I wanted to generate sets that had these properties, so I wrote a
little Python class:

```python
import itertools
class FillableSet (set):
    """Extend the builtin ``set`` to populate itself up to a fixed size.
    Without an explicit source, it will populated with positive integers.
    With ``exclude``, ignore some elements that may or may not appear in ``source``.
    """
    def __init__(self, size, *, source=None, exclude=[-1]):
        self.size = size
        self.fill(source=source, exclude=exclude)

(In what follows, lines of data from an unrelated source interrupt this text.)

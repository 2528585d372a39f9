use rand::Rng;

/*
Karplus-Strong Plucked String
=============================

A plucked string is a burst of energy bouncing back and forth along a string
that loses a little high-frequency content on every round trip. Karplus-Strong
models exactly that with a delay line and a feedback loop.

Vocabulary
----------

  period        Length of one round trip, in samples. sample_rate / frequency.
                A 110 Hz string at 44.1kHz has a period of ~400.9 samples.

  excitation    The initial noise burst. Random samples stand in for the
                chaotic shape of the string at the moment it is plucked.

  decay         Feedback coefficient (0 < decay < 1). Every trip around the
                loop is multiplied by it. 0.996 rings for seconds, 0.98 thuds.


The Loop
--------

    noise ──→ [ delay: period samples ] ──┬──→ output
                      ↑                   │
                      └── × decay ←── avg ┘

The averaging filter (mean of two adjacent samples) is a gentle lowpass: high
harmonics die faster than the fundamental, which is what a real string does.


Fractional Delay
----------------

If the delay is rounded to a whole number of samples, pitch is quantized. At
44.1kHz, E4 (329.63 Hz) has a period of 133.78 samples. Rounding to 134 plays
328.6 Hz, four cents flat, and it gets worse higher up the neck.

Instead we split the period:

    int_period = floor(period)     133
    frac       = period - int      0.78

and read BETWEEN the two taps at i - int_period and i - int_period - 1:

    interp = a + (b - a) * frac

That estimate is then averaged (0.5 blend) with the far tap to form the
classic lowpass feedback, scaled by decay and written back.

    buf[i] = decay * (0.5 * interp + 0.5 * buf[i - int_period - 1])

Note the far tap contributes to both the interpolation and the average, so it
is weighted more heavily than a textbook allpass/linear fractional delay would
weight it. This is the behavior the instrument was voiced with and is kept.
*/

/// Synthesize one plucked note into a fresh buffer.
///
/// The buffer holds `floor(sample_rate * duration)` samples. A non-positive or
/// non-finite frequency yields silence rather than an error.
pub fn pluck<R: Rng + ?Sized>(
    rng: &mut R,
    frequency: f32,
    sample_rate: f32,
    duration: f32,
    velocity: f32,
    decay: f32,
) -> Vec<f32> {
    let len = (sample_rate * duration.max(0.0)) as usize;
    let mut buffer = vec![0.0f32; len];

    if len == 0 || !frequency.is_finite() || frequency <= 0.0 {
        return buffer;
    }

    // Periods under one sample would read the sample being written
    let period = (sample_rate / frequency).max(1.0);
    let int_period = period.floor() as usize;
    let frac = period - int_period as f32;
    let velocity = velocity.clamp(0.0, 1.0);

    let burst = (2 * int_period + 2).min(len);
    for sample in buffer[..burst].iter_mut() {
        *sample = rng.gen_range(-1.0f32..=1.0) * velocity;
    }

    // i >= int_period + 1, so both taps stay in bounds
    for i in (int_period + 1)..len {
        let a = buffer[i - int_period];
        let b = buffer[i - int_period - 1];
        let interp = a + (b - a) * frac;
        buffer[i] = decay * (0.5 * interp + 0.5 * b);
    }

    buffer
}
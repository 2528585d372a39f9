//! Distortion / Waveshaping
//!
//! Distortion adds harmonics by reshaping the waveform through a fixed
//! transfer curve. The curve is computed once per distortion amount and then
//! looked up per sample, so changing the amount costs one table rebuild and
//! playing notes costs nothing extra.
//!
//! # The Transfer Curve
//!
//! For a table of `CURVE_SIZE` entries, entry `i` maps the input
//! `x = i * 2 / CURVE_SIZE - 1` (so -1 ..= ~1) to
//!
//! ```text
//!          (3 + k) * x * 20 * deg
//!   f(x) = ----------------------      k = amount (0 - 100), deg = PI / 180
//!              PI + k * |x|
//! ```
//!
//! Small `k` stays close to a straight line. Large `k` flattens the top of the
//! curve quickly, which is the "overdriven amp" sound.
//!
//! # Oversampling
//!
//! A nonlinear curve creates harmonics above Nyquist that fold back as
//! inharmonic aliasing. The shaper runs at 4x the sample rate: each input
//! sample is linearly interpolated into four sub-samples, each is shaped, and
//! the four results are averaged back down.

use std::f32::consts::PI;
use std::sync::Arc;

/// Number of entries in a distortion transfer table.
pub const CURVE_SIZE: usize = 44_100;

/// Sub-samples per input sample in the waveshaper.
pub const OVERSAMPLE: usize = 4;

const DEG: f32 = PI / 180.0;

/// A waveshaping transfer table together with the amount that produced it.
#[derive(Debug, Clone, PartialEq)]
pub struct DistortionCurve {
    amount: f32,
    table: Vec<f32>,
}

impl DistortionCurve {
    /// Build the table for `amount` (clamped to 0 - 100).
    pub fn new(amount: f32) -> Self {
        let amount = amount.clamp(0.0, 100.0);
        let normalized = amount / 100.0;
        let k = normalized * 100.0;

        let table = (0..CURVE_SIZE)
            .map(|i| {
                let x = (i as f32 * 2.0) / CURVE_SIZE as f32 - 1.0;
                ((3.0 + k) * x * 20.0 * DEG) / (PI + k * x.abs())
            })
            .collect();

        Self { amount, table }
    }

    pub fn amount(&self) -> f32 {
        self.amount
    }

    pub fn table(&self) -> &[f32] {
        &self.table
    }

    /// Look up the shaped value for `x`, interpolating between entries.
    /// Input outside -1 ..= 1 is clamped to the table edges.
    #[inline]
    pub fn shape(&self, x: f32) -> f32 {
        // Inverse of the table's x mapping, so x = 0 lands on entry N / 2
        let size = self.table.len();
        let last = size - 1;
        let position = (x.clamp(-1.0, 1.0) + 1.0) * 0.5 * size as f32;
        let index = position.floor() as usize;

        if index >= last {
            return self.table[last];
        }

        let frac = position - index as f32;
        let a = self.table[index];
        let b = self.table[index + 1];
        a + (b - a) * frac
    }
}

/// Memoizes the most recent distortion curve.
///
/// Only one curve is kept. Asking for the cached amount hands back the same
/// `Arc`; any other amount rebuilds the table.
#[derive(Debug, Default)]
pub struct DistortionCurveCache {
    cached: Option<Arc<DistortionCurve>>,
    generations: u64,
}

impl DistortionCurveCache {
    pub fn new() -> Self {
        Self::default()
    }

    /// Curve for `amount`, or `None` when the amount is zero (bypass).
    pub fn curve(&mut self, amount: f32) -> Option<Arc<DistortionCurve>> {
        let amount = amount.clamp(0.0, 100.0);
        if amount <= 0.0 {
            return None;
        }

        if let Some(curve) = &self.cached {
            if curve.amount() == amount {
                return Some(Arc::clone(curve));
            }
        }

        log::debug!(target: "fretsynth::engine", "rebuilding distortion curve for amount {}", amount);
        let curve = Arc::new(DistortionCurve::new(amount));
        self.cached = Some(Arc::clone(&curve));
        self.generations += 1;
        Some(curve)
    }

    /// Amount of the currently cached curve, if any.
    pub fn cached_amount(&self) -> Option<f32> {
        self.cached.as_ref().map(|curve| curve.amount())
    }

    /// How many times a curve has been built.
    pub fn generations(&self) -> u64 {
        self.generations
    }
}

/// Oversampled waveshaper state. Holds the previous input for interpolation.
pub struct Waveshaper {
    curve: Arc<DistortionCurve>,
    previous: f32,
}

impl Waveshaper {
    pub fn new(curve: Arc<DistortionCurve>) -> Self {
        Self {
            curve,
            previous: 0.0,
        }
    }

    #[inline]
    pub fn next_sample(&mut self, sample: f32) -> f32 {
        let mut acc = 0.0;
        for step in 1..=OVERSAMPLE {
            let t = step as f32 / OVERSAMPLE as f32;
            let upsampled = self.previous + (sample - self.previous) * t;
            acc += self.curve.shape(upsampled);
        }
        self.previous = sample;
        acc / OVERSAMPLE as f32
    }

    pub fn render(&mut self, buffer: &mut [f32]) {
        for sample in buffer.iter_mut() {
            *sample = self.next_sample(*sample);
        }
    }

    pub fn reset(&mut self) {
        self.previous = 0.0;
    }
}

#[cfg(test)]
mod tests {
    use super::*;

    #[test]
    fn test_zero_amount_bypasses() {
        let mut cache = DistortionCurveCache::new();
        assert!(cache.curve(0.0).is_none());
        assert!(cache.curve(0.0).is_none());
        assert!(cache.curve(-5.0).is_none());
        assert_eq!(cache.generations(), 0);
    }

    #[test]
    fn test_curve_has_fixed_length() {
        let curve = DistortionCurve::new(50.0);
        assert_eq!(curve.table().len(), CURVE_SIZE);
    }

    #[test]
    fn test_curve_matches_formula() {
        let curve = DistortionCurve::new(50.0);
        let k = 50.0;

        for i in [0usize, 1, 11_025, 22_050, 33_075, CURVE_SIZE - 1] {
            let x = (i as f32 * 2.0) / CURVE_SIZE as f32 - 1.0;
            let expected = ((3.0 + k) * x * 20.0 * DEG) / (PI + k * x.abs());
            assert!((curve.table()[i] - expected).abs() < 1e-6);
        }
        // Entry CURVE_SIZE / 2 maps x = 0
        assert_eq!(curve.table()[CURVE_SIZE / 2], 0.0);
    }

    #[test]
    fn test_curve_is_odd_and_monotonic() {
        let curve = DistortionCurve::new(80.0);
        assert!(curve.table().windows(2).all(|w| w[0] <= w[1]));
        assert!((curve.shape(0.5) + curve.shape(-0.5)).abs() < 1e-3);
    }

    #[test]
    fn test_repeat_amount_returns_same_table() {
        let mut cache = DistortionCurveCache::new();
        let first = cache.curve(50.0).unwrap();
        let second = cache.curve(50.0).unwrap();

        assert!(Arc::ptr_eq(&first, &second));
        assert_eq!(first.table(), second.table());
        assert_eq!(cache.generations(), 1);
    }

    #[test]
    fn test_amount_change_regenerates() {
        let mut cache = DistortionCurveCache::new();
        let first = cache.curve(50.0).unwrap();
        let other = cache.curve(51.0).unwrap();
        let back = cache.curve(50.0).unwrap();

        assert!(!Arc::ptr_eq(&first, &other));
        assert!(!Arc::ptr_eq(&first, &back));
        assert_eq!(first.table(), back.table(), "same amount, same values");
        assert_eq!(cache.generations(), 3);
        assert_eq!(cache.cached_amount(), Some(50.0));
    }

    #[test]
    fn test_zero_does_not_evict_cache() {
        let mut cache = DistortionCurveCache::new();
        let first = cache.curve(30.0).unwrap();
        assert!(cache.curve(0.0).is_none());
        let again = cache.curve(30.0).unwrap();

        assert!(Arc::ptr_eq(&first, &again));
    }

    #[test]
    fn test_zero_input_maps_to_zero() {
        for amount in [1.0, 50.0, 100.0] {
            let curve = DistortionCurve::new(amount);
            assert_eq!(curve.shape(0.0), 0.0, "amount {}", amount);
        }

        let mut shaper = Waveshaper::new(Arc::new(DistortionCurve::new(100.0)));
        let mut silence = vec![0.0f32; 8];
        shaper.render(&mut silence);
        assert!(silence.iter().all(|&s| s == 0.0), "shaped silence {:?}", silence);
    }

    #[test]
    fn test_shape_hits_table_entries_exactly() {
        let curve = DistortionCurve::new(70.0);
        for i in [0usize, 11_025, 33_075] {
            let x = (i as f32 * 2.0) / CURVE_SIZE as f32 - 1.0;
            assert!((curve.shape(x) - curve.table()[i]).abs() < 1e-4);
        }
    }

    #[test]
    fn test_shape_clamps_out_of_range_input() {
        let curve = DistortionCurve::new(40.0);
        assert_eq!(curve.shape(5.0), curve.shape(1.0));
        assert_eq!(curve.shape(-5.0), curve.shape(-1.0));
    }

    #[test]
    fn test_waveshaper_compresses_peaks() {
        let curve = Arc::new(DistortionCurve::new(100.0));
        let mut shaper = Waveshaper::new(curve);
        let mut quiet = vec![0.1f32; 64];
        let mut loud = vec![1.0f32; 64];

        shaper.render(&mut quiet);
        shaper.reset();
        shaper.render(&mut loud);

        // Tenfold more input gives far less than tenfold more output
        let ratio = loud[63] / quiet[63];
        assert!(ratio > 1.0 && ratio < 5.0, "ratio {}", ratio);
    }

    #[test]
    fn test_waveshaper_output_is_finite_and_bounded() {
        let curve = Arc::new(DistortionCurve::new(75.0));
        let mut shaper = Waveshaper::new(curve);
        let mut buffer: Vec<f32> = (0..512).map(|i| (i as f32 * 0.3).sin() * 1.5).collect();

        shaper.render(&mut buffer);

        assert!(buffer.iter().all(|s| s.is_finite() && s.abs() <= 1.0));
    }
}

    def fill(self, *, source=None, exclude=[]):
        if source is None:
            source = itertools.count(1)
        for s in source:
            if len(self) >= self.size:
                break
            if s in exclude:
                continue
            self.add(s)
        print("Length:", len(self))
        if self:
            print("Largest element:", max(list(self)))
```

The `FillableSet` will populate itself with members of the `source`
(or with consecutive integers).  So now we generate the sets.  Without
loss of generality, we'll make the young people first:

```python
>>> y = FillableSet(3000)
Length: 3000
Largest element: 3000
```

Now let's generate the set of male people.  That'll be the union of
young male people and non-young male people,
$$M = (M\and Y) \or (M\and\not Y).$$
So first we'll generate some young male people.

```python
>>> y_m = FillableSet(1320, source=y)
Length: 1320
Largest element: 1320
>>> m = FillableSet(4600, source=y_m); m.fill(exclude=y)
Length: 1320
Largest element: 1320
Length: 4600
Largest element: 6280
```

Now we need to generate married people.  Some of them are young and
male:
```python
>>> y_m_w = FillableSet( 600, source=y_m)
Length: 600
Largest element: 600
```

Some of them are not young, and some of them are not male, so let's
generate those.  The expressions are
$$ M\and W = M\and W \and (Y\or\not Y),$$
```python
>>> m_w   = FillableSet(3010, source=y_m_w) ; m_w.fill(exclude=y)
Length: 600
Largest element: 600
Length: 3010
Largest element: 5410
```

and
$$ W\and Y = (M \or \not M)\and W \and Y.$$

```python
>>> w_y   = FillableSet(3010, source=y_m_w) ; w_y.fill(exclude=m)
Length: 600
Largest element: 600
Length: 3010
Largest element: 7010
```

Now we just have to fill out $W$, the married people.  We have three
subsets of $W$, and we add new people until we have the size we want.

```python
>>> w = FillableSet(7000, source=[])
Length: 0
>>> for source in y_m_w, w_y, m_w:
...     w.fill(source=source)
...
Length: 600
Largest element: 600
Length: 1400
Largest element: 2120
Length: 3810
Largest element: 5410
>>> w.fill(exclude=set.union(y,m))
Length: 7000
Largest element: 9470
```

That reproduces our list of intersections:

| set                 | size |
|:-------------------:|-----:|
| y                   | 3000 |
| m                   | 4600 |
| w                   | 7000 |
| y $\cap$ m          | 1320 |
| m $\cap$ w          | 3010 |
| y $\cap$ w          | 1400 |
| y $\cap$ m $\cap$ w |  600 |
| y $\cup$ m $\cup$ w | 9470 |

But the 10,000 policyholders are not there.  The problem is
overdetermined:  we have one set too many.